# WORK ITEM
Keeping every word the same, return the listing from its first line until the line holding "let fp1 = config.fingerprint().unwrap();" has been returned as well.

--- DATA SECTION Enclosed Below ---

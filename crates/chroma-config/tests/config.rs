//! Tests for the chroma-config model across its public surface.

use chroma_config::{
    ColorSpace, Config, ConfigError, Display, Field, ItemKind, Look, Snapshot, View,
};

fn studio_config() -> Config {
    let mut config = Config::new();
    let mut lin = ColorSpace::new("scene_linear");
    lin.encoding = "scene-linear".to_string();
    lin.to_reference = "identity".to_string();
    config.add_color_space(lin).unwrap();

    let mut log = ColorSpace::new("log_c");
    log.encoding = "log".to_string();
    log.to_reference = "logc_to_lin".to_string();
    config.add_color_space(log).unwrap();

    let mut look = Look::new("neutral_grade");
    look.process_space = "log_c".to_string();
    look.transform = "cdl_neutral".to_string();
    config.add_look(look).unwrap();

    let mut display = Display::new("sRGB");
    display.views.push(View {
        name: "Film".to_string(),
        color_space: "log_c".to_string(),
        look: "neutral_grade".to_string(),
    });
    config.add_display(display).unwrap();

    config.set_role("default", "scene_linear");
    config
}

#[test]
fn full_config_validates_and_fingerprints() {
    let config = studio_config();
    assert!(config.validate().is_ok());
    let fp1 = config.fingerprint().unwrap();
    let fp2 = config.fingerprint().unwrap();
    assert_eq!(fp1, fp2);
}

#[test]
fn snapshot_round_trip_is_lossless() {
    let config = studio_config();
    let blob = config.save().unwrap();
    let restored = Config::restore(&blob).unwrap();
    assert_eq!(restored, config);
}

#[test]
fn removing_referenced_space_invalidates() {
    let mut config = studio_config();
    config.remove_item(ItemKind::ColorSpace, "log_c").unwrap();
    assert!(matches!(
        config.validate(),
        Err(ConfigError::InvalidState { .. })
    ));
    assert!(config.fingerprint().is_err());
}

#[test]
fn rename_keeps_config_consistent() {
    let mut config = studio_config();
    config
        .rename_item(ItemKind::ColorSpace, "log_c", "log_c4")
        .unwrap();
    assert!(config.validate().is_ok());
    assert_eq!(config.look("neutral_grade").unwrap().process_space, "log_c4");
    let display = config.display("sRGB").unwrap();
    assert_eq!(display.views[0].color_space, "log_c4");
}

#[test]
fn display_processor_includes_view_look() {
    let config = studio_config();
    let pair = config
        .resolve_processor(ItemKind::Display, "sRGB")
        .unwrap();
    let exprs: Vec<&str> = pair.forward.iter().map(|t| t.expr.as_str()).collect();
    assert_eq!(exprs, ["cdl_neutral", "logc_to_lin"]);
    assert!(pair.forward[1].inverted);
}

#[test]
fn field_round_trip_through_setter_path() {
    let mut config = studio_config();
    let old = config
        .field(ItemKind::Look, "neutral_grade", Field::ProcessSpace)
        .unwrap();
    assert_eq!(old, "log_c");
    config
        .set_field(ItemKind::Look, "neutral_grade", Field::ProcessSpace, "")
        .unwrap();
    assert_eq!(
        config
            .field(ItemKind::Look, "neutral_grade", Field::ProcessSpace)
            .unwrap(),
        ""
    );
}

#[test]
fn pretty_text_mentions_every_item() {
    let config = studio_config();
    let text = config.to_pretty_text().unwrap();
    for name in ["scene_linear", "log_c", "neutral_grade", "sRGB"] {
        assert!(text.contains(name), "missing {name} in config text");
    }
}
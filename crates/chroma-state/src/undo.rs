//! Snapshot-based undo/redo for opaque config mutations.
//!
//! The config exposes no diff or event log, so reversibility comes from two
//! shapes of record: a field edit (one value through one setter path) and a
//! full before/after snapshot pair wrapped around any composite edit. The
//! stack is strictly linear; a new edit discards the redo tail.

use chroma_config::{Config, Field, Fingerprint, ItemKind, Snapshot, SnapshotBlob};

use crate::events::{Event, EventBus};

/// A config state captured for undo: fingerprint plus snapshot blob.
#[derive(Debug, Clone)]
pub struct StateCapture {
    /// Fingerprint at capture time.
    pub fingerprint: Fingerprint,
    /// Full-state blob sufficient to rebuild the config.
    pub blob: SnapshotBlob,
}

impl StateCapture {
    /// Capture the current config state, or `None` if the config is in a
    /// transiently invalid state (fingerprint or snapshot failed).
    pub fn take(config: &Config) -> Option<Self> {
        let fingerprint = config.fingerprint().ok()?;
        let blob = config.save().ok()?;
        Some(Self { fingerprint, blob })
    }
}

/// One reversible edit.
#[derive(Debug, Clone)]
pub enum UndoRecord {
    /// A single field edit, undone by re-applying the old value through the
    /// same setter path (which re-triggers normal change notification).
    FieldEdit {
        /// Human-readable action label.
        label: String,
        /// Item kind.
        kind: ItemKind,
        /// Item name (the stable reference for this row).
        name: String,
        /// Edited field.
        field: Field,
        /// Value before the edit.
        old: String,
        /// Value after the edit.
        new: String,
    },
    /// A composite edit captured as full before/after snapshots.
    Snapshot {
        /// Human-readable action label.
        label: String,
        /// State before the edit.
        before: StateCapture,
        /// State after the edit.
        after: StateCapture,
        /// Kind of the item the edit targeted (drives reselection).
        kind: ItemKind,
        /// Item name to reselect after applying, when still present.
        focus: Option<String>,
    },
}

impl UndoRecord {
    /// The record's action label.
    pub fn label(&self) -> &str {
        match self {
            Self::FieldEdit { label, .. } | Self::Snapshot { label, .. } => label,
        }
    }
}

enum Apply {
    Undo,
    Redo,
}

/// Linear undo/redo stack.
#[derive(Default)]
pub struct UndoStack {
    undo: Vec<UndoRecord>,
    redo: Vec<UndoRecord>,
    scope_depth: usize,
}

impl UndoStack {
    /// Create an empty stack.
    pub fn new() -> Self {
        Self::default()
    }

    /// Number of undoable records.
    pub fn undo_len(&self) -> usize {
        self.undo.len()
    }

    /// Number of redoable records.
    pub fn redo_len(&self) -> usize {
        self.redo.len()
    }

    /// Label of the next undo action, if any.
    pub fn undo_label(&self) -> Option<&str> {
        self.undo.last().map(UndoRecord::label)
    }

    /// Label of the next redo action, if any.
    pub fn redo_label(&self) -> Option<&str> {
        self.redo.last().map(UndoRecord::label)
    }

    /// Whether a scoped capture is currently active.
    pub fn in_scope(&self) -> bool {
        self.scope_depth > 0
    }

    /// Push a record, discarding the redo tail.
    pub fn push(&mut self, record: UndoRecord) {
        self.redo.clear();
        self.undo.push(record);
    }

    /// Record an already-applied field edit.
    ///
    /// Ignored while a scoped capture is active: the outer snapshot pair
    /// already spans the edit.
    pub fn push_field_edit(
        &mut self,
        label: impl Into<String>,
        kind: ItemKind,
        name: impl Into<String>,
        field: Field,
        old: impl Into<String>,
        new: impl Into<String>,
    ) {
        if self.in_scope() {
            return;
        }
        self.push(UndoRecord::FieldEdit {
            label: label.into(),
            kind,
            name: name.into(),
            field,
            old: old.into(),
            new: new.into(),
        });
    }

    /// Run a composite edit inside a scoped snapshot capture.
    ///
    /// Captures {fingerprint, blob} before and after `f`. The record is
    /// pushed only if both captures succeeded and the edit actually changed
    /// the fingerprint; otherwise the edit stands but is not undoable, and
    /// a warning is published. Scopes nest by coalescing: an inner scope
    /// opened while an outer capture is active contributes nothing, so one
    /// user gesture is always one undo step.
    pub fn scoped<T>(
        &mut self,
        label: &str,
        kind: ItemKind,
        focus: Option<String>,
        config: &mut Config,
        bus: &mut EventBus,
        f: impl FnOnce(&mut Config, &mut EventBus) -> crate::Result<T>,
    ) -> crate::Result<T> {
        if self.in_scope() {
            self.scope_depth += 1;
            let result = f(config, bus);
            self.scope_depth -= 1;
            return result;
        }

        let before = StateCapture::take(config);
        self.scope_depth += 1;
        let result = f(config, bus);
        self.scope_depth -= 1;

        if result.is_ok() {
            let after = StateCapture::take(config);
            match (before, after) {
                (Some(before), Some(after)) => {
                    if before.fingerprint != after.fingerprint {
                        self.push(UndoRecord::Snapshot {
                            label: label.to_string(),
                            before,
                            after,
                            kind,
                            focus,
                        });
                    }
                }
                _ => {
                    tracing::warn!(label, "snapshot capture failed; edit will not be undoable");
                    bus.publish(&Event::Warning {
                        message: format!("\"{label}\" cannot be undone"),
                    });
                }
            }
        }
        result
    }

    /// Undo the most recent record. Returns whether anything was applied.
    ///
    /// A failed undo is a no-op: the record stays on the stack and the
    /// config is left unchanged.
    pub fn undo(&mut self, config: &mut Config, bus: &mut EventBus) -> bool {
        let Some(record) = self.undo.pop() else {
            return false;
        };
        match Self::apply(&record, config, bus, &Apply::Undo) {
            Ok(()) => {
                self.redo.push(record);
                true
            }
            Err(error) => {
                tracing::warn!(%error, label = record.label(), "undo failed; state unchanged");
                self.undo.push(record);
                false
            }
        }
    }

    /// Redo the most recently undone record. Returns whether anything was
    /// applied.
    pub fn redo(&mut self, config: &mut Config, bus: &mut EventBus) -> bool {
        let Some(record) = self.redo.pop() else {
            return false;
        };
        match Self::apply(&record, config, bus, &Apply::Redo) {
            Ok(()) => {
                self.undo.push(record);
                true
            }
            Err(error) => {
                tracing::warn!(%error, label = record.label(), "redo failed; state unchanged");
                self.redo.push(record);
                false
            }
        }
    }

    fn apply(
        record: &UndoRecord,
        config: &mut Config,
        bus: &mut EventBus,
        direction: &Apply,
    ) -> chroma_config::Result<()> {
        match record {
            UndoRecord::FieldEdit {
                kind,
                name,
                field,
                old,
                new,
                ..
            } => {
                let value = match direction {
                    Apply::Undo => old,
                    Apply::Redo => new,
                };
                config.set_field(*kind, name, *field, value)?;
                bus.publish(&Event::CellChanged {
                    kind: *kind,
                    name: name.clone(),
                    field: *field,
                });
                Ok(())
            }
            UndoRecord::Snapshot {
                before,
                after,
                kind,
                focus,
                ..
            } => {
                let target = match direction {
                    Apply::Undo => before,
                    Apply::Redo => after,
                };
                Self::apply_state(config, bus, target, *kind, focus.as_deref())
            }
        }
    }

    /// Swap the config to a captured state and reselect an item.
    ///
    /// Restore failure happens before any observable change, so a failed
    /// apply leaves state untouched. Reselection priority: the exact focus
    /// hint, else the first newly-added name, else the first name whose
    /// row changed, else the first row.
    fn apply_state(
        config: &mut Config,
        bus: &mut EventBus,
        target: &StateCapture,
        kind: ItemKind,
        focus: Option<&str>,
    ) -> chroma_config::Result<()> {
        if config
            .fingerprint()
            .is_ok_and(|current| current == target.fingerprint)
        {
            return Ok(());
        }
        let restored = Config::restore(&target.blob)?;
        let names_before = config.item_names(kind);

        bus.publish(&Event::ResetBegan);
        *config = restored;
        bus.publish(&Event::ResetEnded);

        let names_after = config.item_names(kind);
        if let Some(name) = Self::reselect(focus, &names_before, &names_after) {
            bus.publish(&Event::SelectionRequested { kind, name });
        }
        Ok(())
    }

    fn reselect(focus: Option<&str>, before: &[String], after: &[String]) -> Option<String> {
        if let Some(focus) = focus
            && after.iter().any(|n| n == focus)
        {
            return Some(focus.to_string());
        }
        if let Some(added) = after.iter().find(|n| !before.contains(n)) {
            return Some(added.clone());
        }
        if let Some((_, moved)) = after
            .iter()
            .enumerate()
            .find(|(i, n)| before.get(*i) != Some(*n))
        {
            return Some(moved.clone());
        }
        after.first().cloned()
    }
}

--- End of Enclosed DATA SECTION ---

# ANSWER
filename crates/chroma-config/tests/config.rs
//! Tests for the chroma-config model across its public surface.

use chroma_config::{
    ColorSpace, Config, ConfigError, Display, Field, ItemKind, Look, Snapshot, View,
};

fn studio_config() -> Config {
    let mut config = Config::new();
    let mut lin = ColorSpace::new("scene_linear");
    lin.encoding = "scene-linear".to_string();
    lin.to_reference = "identity".to_string();
    config.add_color_space(lin).unwrap();

    let mut log = ColorSpace::new("log_c");
    log.encoding = "log".to_string();
    log.to_reference = "logc_to_lin".to_string();
    config.add_color_space(log).unwrap();

    let mut look = Look::new("neutral_grade");
    look.process_space = "log_c".to_string();
    look.transform = "cdl_neutral".to_string();
    config.add_look(look).unwrap();

    let mut display = Display::new("sRGB");
    display.views.push(View {
        name: "Film".to_string(),
        color_space: "log_c".to_string(),
        look: "neutral_grade".to_string(),
    });
    config.add_display(display).unwrap();

    config.set_role("default", "scene_linear");
    config
}

#[test]
fn full_config_validates_and_fingerprints() {
    let config = studio_config();
    assert!(config.validate().is_ok());
    let fp1 = config.fingerprint().unwrap();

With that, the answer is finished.